Monday, September 20, 2010

Unpublished Decisions

U.S. v. Owens, 2010 WL 3516710 (9/10/10) (Okl) (unpub'd) - The d. ct. erred when it applied the guideline range for a Grade B supervised release violation where the defendant's violation consisted only of committing a misdemeanor DWI---a Grade C violation. But the defendant could not meet the prejudice prong of the plain-error test because the court varied below the wrong range to a point within the correct range and gave a detailed explanation for choosing that sentence.

U.S. v. McMahan, 2010 WL 3446852 (9/2/10) (Okl) (unpub'd) - A deliberate ignorance instruction may be proper when knowledge of a conspiracy's fraudulent goal is at issue, even if the 2d Circuit is correct that such an instruction is inappropriate when knowing and intentional participation in the conspiracy is at issue. The defendant could only present general reputation evidence to establish his character. Rule 405(b) prohibited evidence of specific instances of the defendant refusing to accept questionable campaign contributions and not giving favorable treatment to an alleged briber.

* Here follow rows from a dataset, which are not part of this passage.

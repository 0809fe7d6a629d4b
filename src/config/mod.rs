// src/config/mod.rs

//! Configuration loading and validation for pollwatch.
//!
//! Responsibilities:
//! - Define the TOML-backed data model and the validated `WatchConfig` (`model.rs`).
//! - Merge CLI flags over an optional config file (`loader.rs`).
//! - Validate paths, durations and the command line (`validate.rs`).
//!
//! The result is one immutable `WatchConfig`, built once at startup and
//! passed by reference into the detector and the supervisor.

pub mod loader;
pub mod model;
pub mod validate;

pub use loader::{load_and_validate, load_from_path, resolve};
pub use model::{CommandSection, CommandSpec, RawConfigFile, WatchConfig, WatchSection};
pub use validate::{parse_duration, resolve_root};
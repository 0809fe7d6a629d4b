// tests/process_restart.rs
//
// Full run with real processes: the command appends a line to a log file
// outside the watched tree, then sleeps until it is stopped.

#![cfg(unix)]

mod common;
use crate::common::builders::{TreeBuilder, WatchConfigBuilder};
use crate::common::init_tracing;

use std::error::Error;
use std::fs;
use std::path::Path;
use std::sync::Arc;
use std::time::Instant;

use tokio::time::{sleep, timeout, Duration};
use tokio_util::sync::CancellationToken;

use pollwatch::config::CommandSpec;
use pollwatch::exec::ProcessRunner;
use pollwatch::fs::RealFileSystem;
use pollwatch::run_with;
use pollwatch::watch::PollingDetector;

type TestResult = Result<(), Box<dyn Error>>;

fn launches_logged(log: &Path) -> usize {
    fs::read_to_string(log)
        .map(|s| s.lines().count())
        .unwrap_or(0)
}

async fn wait_for_lines(log: &Path, n: usize) {
    timeout(Duration::from_secs(5), async {
        while launches_logged(log) < n {
            sleep(Duration::from_millis(20)).await;
        }
    })
    .await
    .unwrap_or_else(|_| panic!("expected {n} launches, saw {}", launches_logged(log)));
}

#[tokio::test]
async fn edits_restart_the_real_command() -> TestResult {
    init_tracing();
    let watched = TreeBuilder::new().file("main.go", "package main\n");
    let scratch = TreeBuilder::new();
    let log = scratch.path("launches.log");

    let mut cfg = WatchConfigBuilder::new(watched.root())
        .interval(Duration::from_millis(50))
        .stop_timeout(Duration::from_secs(1))
        .initial_run(true)
        .build();
    cfg.command = CommandSpec {
        program: "sh".to_string(),
        args: vec![
            "-c".to_string(),
            format!("echo run >> '{}'; exec sleep 30", log.display()),
        ],
    };

    let detector = PollingDetector::from_config(&cfg, Arc::new(RealFileSystem));
    let runner = ProcessRunner::from_config(&cfg);
    let cancel = CancellationToken::new();

    let task = {
        let cfg = cfg.clone();
        let cancel = cancel.clone();
        tokio::spawn(async move { run_with(&cfg, detector, runner, cancel).await })
    };

    wait_for_lines(&log, 1).await;

    watched.write("main.go", "package main\n\nfunc main() {}\n");
    wait_for_lines(&log, 2).await;

    // Hidden churn does not restart anything.
    watched.write(".git/index", "binary");
    sleep(Duration::from_millis(300)).await;
    assert_eq!(launches_logged(&log), 2);

    let started = Instant::now();
    cancel.cancel();
    let stats = timeout(Duration::from_secs(5), task)
        .await??
        .map_err(|e| format!("{e:#}"))?;

    assert!(started.elapsed() < Duration::from_secs(3));
    assert_eq!(stats.launches, 2);
    assert_eq!(stats.restarts, 1);
    assert_eq!(stats.failures, 0);
    Ok(())
}
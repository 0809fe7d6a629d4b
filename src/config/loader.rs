// src/config/loader.rs

use std::fs;
use std::path::Path;

use crate::cli::CliArgs;
use crate::config::model::{
    CommandSpec, RawConfigFile, WatchConfig, DEFAULT_INTERVAL, DEFAULT_STOP_TIMEOUT,
};
use crate::config::validate::{positive_duration, resolve_root};
use crate::errors::{PollwatchError, Result};
use crate::types::OutputMode;

/// Load a config file and return the raw `RawConfigFile`.
///
/// This only performs TOML deserialization; see [`resolve`] for validation.
pub fn load_from_path(path: impl AsRef<Path>) -> Result<RawConfigFile> {
    let path = path.as_ref();
    let contents = fs::read_to_string(path)?;

    let config: RawConfigFile = toml::from_str(&contents)?;

    Ok(config)
}

/// Build the runtime configuration from CLI arguments.
///
/// Reads `--config` if given, then lets every flag override the file.
/// Relative watch paths resolve against the current working directory.
pub fn load_and_validate(args: &CliArgs) -> Result<WatchConfig> {
    let raw = match &args.config {
        Some(path) => load_from_path(path)?,
        None => RawConfigFile::default(),
    };
    let cwd = std::env::current_dir()?;
    resolve(args, raw, &cwd)
}

/// Merge `args` over `raw` and validate the result.
pub fn resolve(args: &CliArgs, raw: RawConfigFile, cwd: &Path) -> Result<WatchConfig> {
    let RawConfigFile { watch, command } = raw;

    let path = args.path.clone().or(watch.path).ok_or_else(|| {
        PollwatchError::Config("missing watch path (use --path or [watch].path)".to_string())
    })?;
    let root = resolve_root(&path, cwd)?;

    let raw_cmd = args.cmd.clone().or(command.cmd).ok_or_else(|| {
        PollwatchError::Config("missing command (use --cmd or [command].cmd)".to_string())
    })?;
    let command_spec = CommandSpec::parse(&raw_cmd)?;

    let interval = match args.interval.as_deref().or(watch.interval.as_deref()) {
        Some(s) => positive_duration("interval", s)?,
        None => DEFAULT_INTERVAL,
    };
    let stop_timeout = match args.stop_timeout.as_deref().or(command.stop_timeout.as_deref()) {
        Some(s) => positive_duration("stop_timeout", s)?,
        None => DEFAULT_STOP_TIMEOUT,
    };

    let output = if args.capture_output || command.capture_output.unwrap_or(false) {
        OutputMode::Capture
    } else {
        OutputMode::Inherit
    };

    let initial_run = !args.skip_initial_run && command.initial_run.unwrap_or(true);

    Ok(WatchConfig {
        root,
        interval,
        deletion: args.on_delete.or(watch.on_delete).unwrap_or_default(),
        read_errors: args.on_read_error.or(watch.on_read_error).unwrap_or_default(),
        command: command_spec,
        stop_timeout,
        output,
        initial_run,
    })
}
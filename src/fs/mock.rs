// src/fs/mock.rs

use super::{EntryKind, EntryStamp, FileSystem};
use std::collections::{BTreeMap, HashSet};
use std::io;
use std::path::{Path, PathBuf};
use std::sync::{Arc, Mutex};
use std::time::{Duration, SystemTime};

#[derive(Debug, Default)]
struct MockState {
    nodes: BTreeMap<PathBuf, EntryStamp>,
    unreadable: HashSet<PathBuf>,
    /// Logical clock; every mutation gets a strictly later mtime.
    tick: u64,
}

impl MockState {
    fn now(&mut self) -> SystemTime {
        self.tick += 1;
        SystemTime::UNIX_EPOCH + Duration::from_secs(self.tick)
    }

    fn ensure_dirs(&mut self, path: &Path) {
        let mut missing = Vec::new();
        let mut cur = path.parent();
        while let Some(dir) = cur {
            if dir.as_os_str().is_empty() || self.nodes.contains_key(dir) {
                break;
            }
            missing.push(dir.to_path_buf());
            cur = dir.parent();
        }
        for dir in missing.into_iter().rev() {
            let modified = self.now();
            self.nodes.insert(
                dir,
                EntryStamp {
                    kind: EntryKind::Dir,
                    size: 0,
                    modified,
                },
            );
        }
    }
}

/// In-memory filesystem for detector tests.
///
/// Parent directories are created implicitly. Cloning shares state, so a test
/// can keep a handle and mutate the tree while a detector owns another.
#[derive(Debug, Clone, Default)]
pub struct MockFileSystem {
    state: Arc<Mutex<MockState>>,
}

impl MockFileSystem {
    pub fn new() -> Self {
        Self::default()
    }

    pub fn add_dir(&self, path: impl AsRef<Path>) {
        let path = path.as_ref();
        let mut state = self.state.lock().unwrap();
        state.ensure_dirs(path);
        let modified = state.now();
        state.nodes.insert(
            path.to_path_buf(),
            EntryStamp {
                kind: EntryKind::Dir,
                size: 0,
                modified,
            },
        );
    }

    /// Create or overwrite a file with the given size.
    pub fn write_file(&self, path: impl AsRef<Path>, size: u64) {
        let path = path.as_ref();
        let mut state = self.state.lock().unwrap();
        state.ensure_dirs(path);
        let modified = state.now();
        state.nodes.insert(
            path.to_path_buf(),
            EntryStamp {
                kind: EntryKind::File,
                size,
                modified,
            },
        );
    }

    pub fn add_symlink(&self, path: impl AsRef<Path>) {
        let path = path.as_ref();
        let mut state = self.state.lock().unwrap();
        state.ensure_dirs(path);
        let modified = state.now();
        state.nodes.insert(
            path.to_path_buf(),
            EntryStamp {
                kind: EntryKind::Symlink,
                size: 0,
                modified,
            },
        );
    }

    /// Bump the mtime of an existing entry, keeping its size.
    pub fn touch(&self, path: impl AsRef<Path>) {
        let mut state = self.state.lock().unwrap();
        let modified = state.now();
        if let Some(node) = state.nodes.get_mut(path.as_ref()) {
            node.modified = modified;
        }
    }

    /// Remove an entry and everything below it.
    pub fn remove(&self, path: impl AsRef<Path>) {
        let path = path.as_ref();
        let mut state = self.state.lock().unwrap();
        state.nodes.retain(|p, _| !p.starts_with(path));
    }

    /// Make `read_dir` on `path` fail with `PermissionDenied`.
    pub fn deny_reads(&self, path: impl AsRef<Path>) {
        let mut state = self.state.lock().unwrap();
        state.unreadable.insert(path.as_ref().to_path_buf());
    }

    pub fn allow_reads(&self, path: impl AsRef<Path>) {
        let mut state = self.state.lock().unwrap();
        state.unreadable.remove(path.as_ref());
    }
}

impl FileSystem for MockFileSystem {
    fn read_dir(&self, path: &Path) -> io::Result<Vec<PathBuf>> {
        let state = self.state.lock().unwrap();
        if state.unreadable.contains(path) {
            return Err(io::Error::new(
                io::ErrorKind::PermissionDenied,
                format!("permission denied: {:?}", path),
            ));
        }
        match state.nodes.get(path) {
            Some(node) if node.is_dir() => Ok(state
                .nodes
                .keys()
                .filter(|p| p.parent() == Some(path))
                .cloned()
                .collect()),
            Some(_) => Err(io::Error::other(format!("not a directory: {:?}", path))),
            None => Err(io::Error::new(
                io::ErrorKind::NotFound,
                format!("not found: {:?}", path),
            )),
        }
    }

    fn symlink_metadata(&self, path: &Path) -> io::Result<EntryStamp> {
        let state = self.state.lock().unwrap();
        state.nodes.get(path).copied().ok_or_else(|| {
            io::Error::new(io::ErrorKind::NotFound, format!("not found: {:?}", path))
        })
    }
}

#[cfg(test)]
mod tests {
    use super::*;

    #[test]
    fn implicit_parents_and_listing() {
        let fs = MockFileSystem::new();
        fs.add_dir("/root");
        fs.write_file("/root/src/main.rs", 10);

        let listed = fs.read_dir(Path::new("/root")).unwrap();
        assert_eq!(listed, vec![PathBuf::from("/root/src")]);
        assert!(fs.symlink_metadata(Path::new("/root/src")).unwrap().is_dir());
        assert_eq!(fs.symlink_metadata(Path::new("/root/src/main.rs")).unwrap().size, 10);
    }

    #[test]
    fn touch_moves_mtime_forward() {
        let fs = MockFileSystem::new();
        fs.write_file("/r/a", 1);
        let before = fs.symlink_metadata(Path::new("/r/a")).unwrap();
        fs.touch("/r/a");
        let after = fs.symlink_metadata(Path::new("/r/a")).unwrap();
        assert!(after.modified > before.modified);
        assert_eq!(after.size, before.size);
    }

    #[test]
    fn denied_and_removed() {
        let fs = MockFileSystem::new();
        fs.write_file("/r/d/x", 1);
        fs.deny_reads("/r/d");
        assert_eq!(
            fs.read_dir(Path::new("/r/d")).unwrap_err().kind(),
            io::ErrorKind::PermissionDenied
        );
        fs.allow_reads("/r/d");
        assert!(fs.read_dir(Path::new("/r/d")).is_ok());

        fs.remove("/r/d");
        assert_eq!(
            fs.symlink_metadata(Path::new("/r/d/x")).unwrap_err().kind(),
            io::ErrorKind::NotFound
        );
    }
}
// src/watch/detector.rs

use std::future::Future;
use std::path::{Path, PathBuf};
use std::pin::Pin;
use std::sync::Arc;
use std::time::Duration;

use tokio::time::MissedTickBehavior;
use tokio_util::sync::CancellationToken;
use tracing::{debug, info};

use crate::config::WatchConfig;
use crate::errors::{PollwatchError, Result};
use crate::fs::FileSystem;
use crate::types::{DeletionPolicy, ReadErrorPolicy};
use crate::watch::notifier::{Notifier, PostOutcome};
use crate::watch::snapshot::{Change, Snapshot};
use crate::watch::walker::{walk_tree, WalkOutcome};

/// Source of change notifications.
///
/// The supervisor only ever sees the notification channel, so a native
/// filesystem-event implementation can replace [`PollingDetector`] without
/// touching it.
pub trait ChangeDetector: Send + 'static {
    /// Establish the baseline. Failing here is fatal for the whole process.
    /// Returns the number of entries being watched.
    fn prime(&mut self) -> Result<usize>;

    /// Watch until `cancel` fires, posting to `notifier` after changes.
    fn run(
        self,
        cancel: CancellationToken,
        notifier: Notifier,
    ) -> Pin<Box<dyn Future<Output = Result<()>> + Send>>;
}

/// Summary of one poll cycle.
#[derive(Debug, Default)]
pub struct CycleReport {
    pub changes: Vec<Change>,
    /// How many of `changes` count as a reason to restart.
    pub triggering: usize,
    /// `None` when nothing triggering happened and no post was attempted.
    pub notified: Option<PostOutcome>,
}

/// Change detector that re-walks the tree every `interval`.
#[derive(Debug)]
pub struct PollingDetector {
    fs: Arc<dyn FileSystem>,
    root: PathBuf,
    interval: Duration,
    deletion: DeletionPolicy,
    read_errors: ReadErrorPolicy,
    snapshot: Snapshot,
    primed: bool,
}

impl PollingDetector {
    pub fn new(fs: Arc<dyn FileSystem>, root: impl Into<PathBuf>, interval: Duration) -> Self {
        Self {
            fs,
            root: root.into(),
            interval,
            deletion: DeletionPolicy::default(),
            read_errors: ReadErrorPolicy::default(),
            snapshot: Snapshot::default(),
            primed: false,
        }
    }

    pub fn from_config(cfg: &WatchConfig, fs: Arc<dyn FileSystem>) -> Self {
        Self::new(fs, cfg.root.clone(), cfg.interval)
            .with_deletion_policy(cfg.deletion)
            .with_read_error_policy(cfg.read_errors)
    }

    pub fn with_deletion_policy(mut self, policy: DeletionPolicy) -> Self {
        self.deletion = policy;
        self
    }

    pub fn with_read_error_policy(mut self, policy: ReadErrorPolicy) -> Self {
        self.read_errors = policy;
        self
    }

    pub fn root(&self) -> &Path {
        &self.root
    }

    pub fn snapshot(&self) -> &Snapshot {
        &self.snapshot
    }

    /// Run one cycle synchronously on the calling thread.
    pub fn poll_once(&mut self, notifier: &Notifier) -> Result<CycleReport> {
        let outcome = walk_tree(self.fs.as_ref(), &self.root, self.read_errors)?;
        Ok(self.finish_cycle(outcome, notifier))
    }

    /// Run one cycle with the walk on the blocking pool.
    async fn poll_cycle(&mut self, notifier: &Notifier) -> Result<CycleReport> {
        let outcome = self.walk_blocking(self.read_errors).await?;
        Ok(self.finish_cycle(outcome, notifier))
    }

    async fn walk_blocking(&self, policy: ReadErrorPolicy) -> Result<WalkOutcome> {
        let fs = Arc::clone(&self.fs);
        let root = self.root.clone();

        tokio::task::spawn_blocking(move || walk_tree(fs.as_ref(), &root, policy))
            .await
            .map_err(|e| PollwatchError::Other(e.into()))?
    }

    fn set_baseline(&mut self, outcome: WalkOutcome) -> usize {
        self.snapshot = Snapshot::from_walk(outcome);
        self.primed = true;
        debug!(entries = self.snapshot.len(), "initial snapshot taken");
        self.snapshot.len()
    }

    fn finish_cycle(&mut self, outcome: WalkOutcome, notifier: &Notifier) -> CycleReport {
        let changes = self.snapshot.apply(outcome);
        let triggering = changes.iter().filter(|c| self.is_triggering(c)).count();

        for change in &changes {
            debug!(?change, "entry changed");
        }

        // One post per cycle, however many entries changed.
        let notified = if triggering > 0 {
            let res = notifier.post();
            info!(changed = triggering, outcome = ?res, "change detected");
            Some(res)
        } else {
            None
        };

        CycleReport {
            changes,
            triggering,
            notified,
        }
    }

    fn is_triggering(&self, change: &Change) -> bool {
        match change {
            Change::Added(_) | Change::Modified(_) => true,
            Change::Removed(_) => self.deletion == DeletionPolicy::Restart,
        }
    }

    async fn run_loop(mut self, cancel: CancellationToken, notifier: Notifier) -> Result<()> {
        if !self.primed {
            let outcome = self
                .walk_blocking(ReadErrorPolicy::Fail)
                .await
                .map_err(initial_walk_error)?;
            self.set_baseline(outcome);
        }

        let mut ticker = tokio::time::interval(self.interval);
        ticker.set_missed_tick_behavior(MissedTickBehavior::Delay);
        // The first tick fires immediately; the baseline is already fresh.
        ticker.tick().await;

        info!(root = ?self.root, interval = ?self.interval, "change detector started");

        loop {
            tokio::select! {
                biased;
                _ = cancel.cancelled() => break,
                _ = ticker.tick() => {}
            }

            let report = self.poll_cycle(&notifier).await?;
            if report.notified == Some(PostOutcome::Closed) || notifier.is_closed() {
                debug!("notification receiver gone; stopping detector");
                break;
            }
        }

        info!("change detector stopped");
        Ok(())
    }
}

impl ChangeDetector for PollingDetector {
    fn prime(&mut self) -> Result<usize> {
        let outcome = walk_tree(self.fs.as_ref(), &self.root, ReadErrorPolicy::Fail)
            .map_err(initial_walk_error)?;
        Ok(self.set_baseline(outcome))
    }

    fn run(
        self,
        cancel: CancellationToken,
        notifier: Notifier,
    ) -> Pin<Box<dyn Future<Output = Result<()>> + Send>> {
        Box::pin(self.run_loop(cancel, notifier))
    }
}

fn initial_walk_error(e: PollwatchError) -> PollwatchError {
    match e {
        PollwatchError::Walk { path, source } => PollwatchError::InitialWalk { path, source },
        other => other,
    }
}

#[cfg(test)]
mod tests {
    use super::*;
    use crate::fs::mock::MockFileSystem;
    use crate::watch::notifier::notification_channel;

    fn detector(fs: &MockFileSystem) -> PollingDetector {
        PollingDetector::new(Arc::new(fs.clone()), "/proj", Duration::from_millis(10))
    }

    fn project() -> MockFileSystem {
        let fs = MockFileSystem::new();
        fs.add_dir("/proj");
        fs.write_file("/proj/go.mod", 30);
        fs
    }

    #[tokio::test]
    async fn static_tree_never_notifies() {
        let fs = project();
        let (notifier, mut rx) = notification_channel();
        let mut det = detector(&fs);
        assert_eq!(det.prime().unwrap(), 1);

        for _ in 0..5 {
            let report = det.poll_once(&notifier).unwrap();
            assert!(report.changes.is_empty());
            assert_eq!(report.notified, None);
        }
        assert!(rx.try_recv().is_err());
    }

    #[tokio::test]
    async fn burst_in_one_cycle_posts_once() {
        let fs = project();
        let (notifier, mut rx) = notification_channel();
        let mut det = detector(&fs);
        det.prime().unwrap();

        fs.write_file("/proj/a.go", 1);
        fs.write_file("/proj/b.go", 2);
        fs.write_file("/proj/go.mod", 31);

        let report = det.poll_once(&notifier).unwrap();
        assert_eq!(report.triggering, 3);
        assert_eq!(report.notified, Some(PostOutcome::Delivered));

        assert_eq!(rx.recv().await, Some(()));
        assert!(rx.try_recv().is_err());
    }

    #[tokio::test]
    async fn unconsumed_notification_coalesces_later_cycles() {
        let fs = project();
        let (notifier, mut rx) = notification_channel();
        let mut det = detector(&fs);
        det.prime().unwrap();

        fs.write_file("/proj/a.go", 1);
        det.poll_once(&notifier).unwrap();
        fs.write_file("/proj/b.go", 1);
        let report = det.poll_once(&notifier).unwrap();
        assert_eq!(report.notified, Some(PostOutcome::Coalesced));

        assert_eq!(rx.recv().await, Some(()));
        assert!(rx.try_recv().is_err());
    }

    #[tokio::test]
    async fn hidden_churn_is_invisible() {
        let fs = project();
        fs.write_file("/proj/.git/HEAD", 10);
        let (notifier, _rx) = notification_channel();
        let mut det = detector(&fs);
        det.prime().unwrap();

        fs.touch("/proj/.git/HEAD");
        fs.write_file("/proj/.git/index", 99);
        fs.write_file("/proj/.env", 3);
        fs.touch("/proj");

        let report = det.poll_once(&notifier).unwrap();
        assert!(report.changes.is_empty());
    }

    #[tokio::test]
    async fn deletion_policy_decides_whether_removals_trigger() {
        let fs = project();
        let (notifier, mut rx) = notification_channel();

        let mut ignoring = detector(&fs).with_deletion_policy(DeletionPolicy::Ignore);
        ignoring.prime().unwrap();
        let mut restarting = detector(&fs).with_deletion_policy(DeletionPolicy::Restart);
        restarting.prime().unwrap();

        fs.remove("/proj/go.mod");

        let report = ignoring.poll_once(&notifier).unwrap();
        assert_eq!(report.changes, vec![Change::Removed(PathBuf::from("/proj/go.mod"))]);
        assert_eq!(report.notified, None);
        assert!(ignoring.snapshot().is_empty());
        assert!(rx.try_recv().is_err());

        let report = restarting.poll_once(&notifier).unwrap();
        assert_eq!(report.notified, Some(PostOutcome::Delivered));
        assert!(restarting.snapshot().is_empty());
    }

    #[tokio::test]
    async fn recreated_file_counts_as_added() {
        let fs = project();
        let (notifier, _rx) = notification_channel();
        let mut det = detector(&fs).with_deletion_policy(DeletionPolicy::Ignore);
        det.prime().unwrap();

        fs.remove("/proj/go.mod");
        det.poll_once(&notifier).unwrap();
        fs.write_file("/proj/go.mod", 30);

        let report = det.poll_once(&notifier).unwrap();
        assert_eq!(report.changes, vec![Change::Added(PathBuf::from("/proj/go.mod"))]);
    }

    #[tokio::test]
    async fn unreadable_subtree_under_skip_policy() {
        let fs = project();
        fs.write_file("/proj/pkg/util.go", 5);
        let (notifier, _rx) = notification_channel();
        let mut det = detector(&fs).with_read_error_policy(ReadErrorPolicy::Skip);
        det.prime().unwrap();

        fs.deny_reads("/proj/pkg");
        let report = det.poll_once(&notifier).unwrap();
        assert!(report.changes.is_empty());
        assert!(det.snapshot().get(Path::new("/proj/pkg/util.go")).is_some());

        fs.allow_reads("/proj/pkg");
        fs.write_file("/proj/pkg/util.go", 6);
        let report = det.poll_once(&notifier).unwrap();
        assert_eq!(report.changes, vec![Change::Modified(PathBuf::from("/proj/pkg/util.go"))]);
    }

    #[tokio::test]
    async fn unreadable_subtree_under_fail_policy() {
        let fs = project();
        fs.add_dir("/proj/pkg");
        let (notifier, _rx) = notification_channel();
        let mut det = detector(&fs).with_read_error_policy(ReadErrorPolicy::Fail);
        det.prime().unwrap();

        fs.deny_reads("/proj/pkg");
        assert!(matches!(
            det.poll_once(&notifier),
            Err(PollwatchError::Walk { .. })
        ));
    }

    #[test]
    fn prime_failure_is_initial_walk_error() {
        let fs = MockFileSystem::new();
        let mut det = detector(&fs);
        assert!(matches!(det.prime(), Err(PollwatchError::InitialWalk { .. })));

        let fs = project();
        fs.deny_reads("/proj");
        // Even the skip policy cannot rescue a first walk.
        let mut det = detector(&fs).with_read_error_policy(ReadErrorPolicy::Skip);
        assert!(matches!(det.prime(), Err(PollwatchError::InitialWalk { .. })));
    }

    #[tokio::test]
    async fn run_stops_on_cancel() {
        let fs = project();
        let (notifier, _rx) = notification_channel();
        let cancel = CancellationToken::new();

        let handle = tokio::spawn(detector(&fs).run(cancel.clone(), notifier));
        tokio::time::sleep(Duration::from_millis(30)).await;
        cancel.cancel();

        let res = tokio::time::timeout(Duration::from_secs(1), handle).await;
        assert!(matches!(res, Ok(Ok(Ok(())))));
    }

    #[tokio::test]
    async fn run_stops_when_receiver_dropped() {
        let fs = project();
        let (notifier, rx) = notification_channel();
        drop(rx);

        let res = tokio::time::timeout(
            Duration::from_secs(1),
            detector(&fs).run(CancellationToken::new(), notifier),
        )
        .await;
        assert!(matches!(res, Ok(Ok(()))));
    }

    #[tokio::test]
    async fn unprimed_run_takes_its_own_baseline() {
        let fs = project();
        let (notifier, mut rx) = notification_channel();
        let cancel = CancellationToken::new();

        let handle = tokio::spawn(detector(&fs).run(cancel.clone(), notifier));

        // The existing tree is the baseline, not a change.
        tokio::time::sleep(Duration::from_millis(60)).await;
        assert!(rx.try_recv().is_err());

        fs.write_file("/proj/main.go", 12);
        let got = tokio::time::timeout(Duration::from_secs(1), rx.recv()).await;
        assert_eq!(got, Ok(Some(())));

        cancel.cancel();
        let res = tokio::time::timeout(Duration::from_secs(1), handle).await;
        assert!(matches!(res, Ok(Ok(Ok(())))));
    }

    #[tokio::test]
    async fn unprimed_run_on_missing_root_is_initial_walk_error() {
        let fs = MockFileSystem::new();
        let (notifier, _rx) = notification_channel();

        let res = tokio::time::timeout(
            Duration::from_secs(1),
            detector(&fs).run(CancellationToken::new(), notifier),
        )
        .await;
        assert!(matches!(res, Ok(Err(PollwatchError::InitialWalk { .. }))));
    }
}
// src/lib.rs

pub mod cli;
pub mod config;
pub mod engine;
pub mod errors;
pub mod exec;
pub mod fs;
pub mod logging;
pub mod types;
pub mod watch;

use std::sync::Arc;

use anyhow::{Context, Result};
use tokio_util::sync::CancellationToken;
use tracing::{info, warn};

use crate::cli::CliArgs;
use crate::config::{load_and_validate, WatchConfig};
use crate::engine::{Supervisor, SupervisorStats};
use crate::exec::{CommandRunner, ProcessRunner};
use crate::fs::RealFileSystem;
use crate::watch::{notification_channel, ChangeDetector, PollingDetector};

/// High-level entry point used by `main.rs`.
///
/// This wires together:
/// - config loading
/// - Ctrl-C handling
/// - the polling change detector (background task)
/// - the process supervisor (foreground)
pub async fn run(args: CliArgs) -> Result<()> {
    let cfg = load_and_validate(&args).context("invalid configuration")?;

    let cancel = CancellationToken::new();

    // Ctrl-C → graceful shutdown.
    {
        let cancel = cancel.clone();
        tokio::spawn(async move {
            if let Err(e) = tokio::signal::ctrl_c().await {
                warn!("failed to listen for Ctrl+C: {e}");
                return;
            }
            info!("interrupt received; shutting down");
            cancel.cancel();
        });
    }

    let detector = PollingDetector::from_config(&cfg, Arc::new(RealFileSystem));
    let runner = ProcessRunner::from_config(&cfg);
    run_with(&cfg, detector, runner, cancel).await?;
    Ok(())
}

/// Run one detector and one supervisor until `cancel` fires.
///
/// The detector is primed before anything is launched; a failing first walk
/// is returned as an error. A detector that fails later closes the
/// notification channel, which stops the supervisor, and its error is
/// returned once the child is gone.
pub async fn run_with<D, R>(
    cfg: &WatchConfig,
    mut detector: D,
    runner: R,
    cancel: CancellationToken,
) -> Result<SupervisorStats>
where
    D: ChangeDetector,
    R: CommandRunner,
{
    let watched = detector.prime()?;
    info!(root = ?cfg.root, entries = watched, cmd = %cfg.command, "watching");

    let (notifier, notify_rx) = notification_channel();
    if cfg.initial_run {
        notifier.post();
    }

    let detector_handle = tokio::spawn(detector.run(cancel.clone(), notifier));

    let supervisor = Supervisor::new(runner, cfg.command.clone(), cfg.stop_timeout);
    let stats = supervisor.run(cancel.clone(), notify_rx).await;

    // The supervisor only returns on cancellation or once the detector has
    // dropped its sender; either way the detector is done or about to be.
    cancel.cancel();
    detector_handle
        .await
        .context("change detector task panicked")?
        .context("change detector failed")?;

    Ok(stats)
}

U.S. v. Fernandez, 2010 WL 3422586 99/1/10) (Okl) (unpub'd) - The defendant was not deprived of his right to effective assistance of counsel when counsel did not file a cert petition, as the defendant requested, to take advantage of Blakely, which had been argued, but not decided yet. The defendant did not have a right to counsel on discretionary appeals. The 10th also refused to recall the mandate to allow a belated cert petition based on the attorney's failure to comply with the 10th Circuit CJA plan, saying the defendant could not prove prejudice. Seemingly as a slap to the other 2 members of the panel [Judges Ebel and Hartz], Judge O'Brien concurred, but wrote separately to provide "a more robust analysis." Judge O'Brien noted that other circuits have on occasion recalled the mandate when counsel has failed to honor a defendant's request to file for cert. But in this case the circumstances were not extraordinary enough. Counsel had not promised to file a petition, the defendant was aware of the filing deadline, he waited 7 months after the deadline to file a ยง 2255 petition and did not attach any corroborating documentation. Judge O'Brien acknowledged the defendant's argument that he might have benefited from Blakely if he stayed in the pipeline was "not without merit." But, since Blakely concerned only state guidelines, his case would have had to stay in the pipeline until Booker was decided 7 months after Blakely and 10 months after his cert deadline. That seemed unlikely, especially since the defendant had not preserved the Booker issue below.

Martinez v. Davis, 2010 WL 3330287 (8/25/10) (Colo) (unpub'd) - BOP's decision to give sentence reductions of less than a year for RDAP completion to those with sentences of 36 months or less [or, as the 10th puts it, BOP's decision to give greater reductions for those with higher sentences] is reasonable because lower reductions would likely give more of an incentive to a person with a shorter sentence than it would for someone with a higher sentence.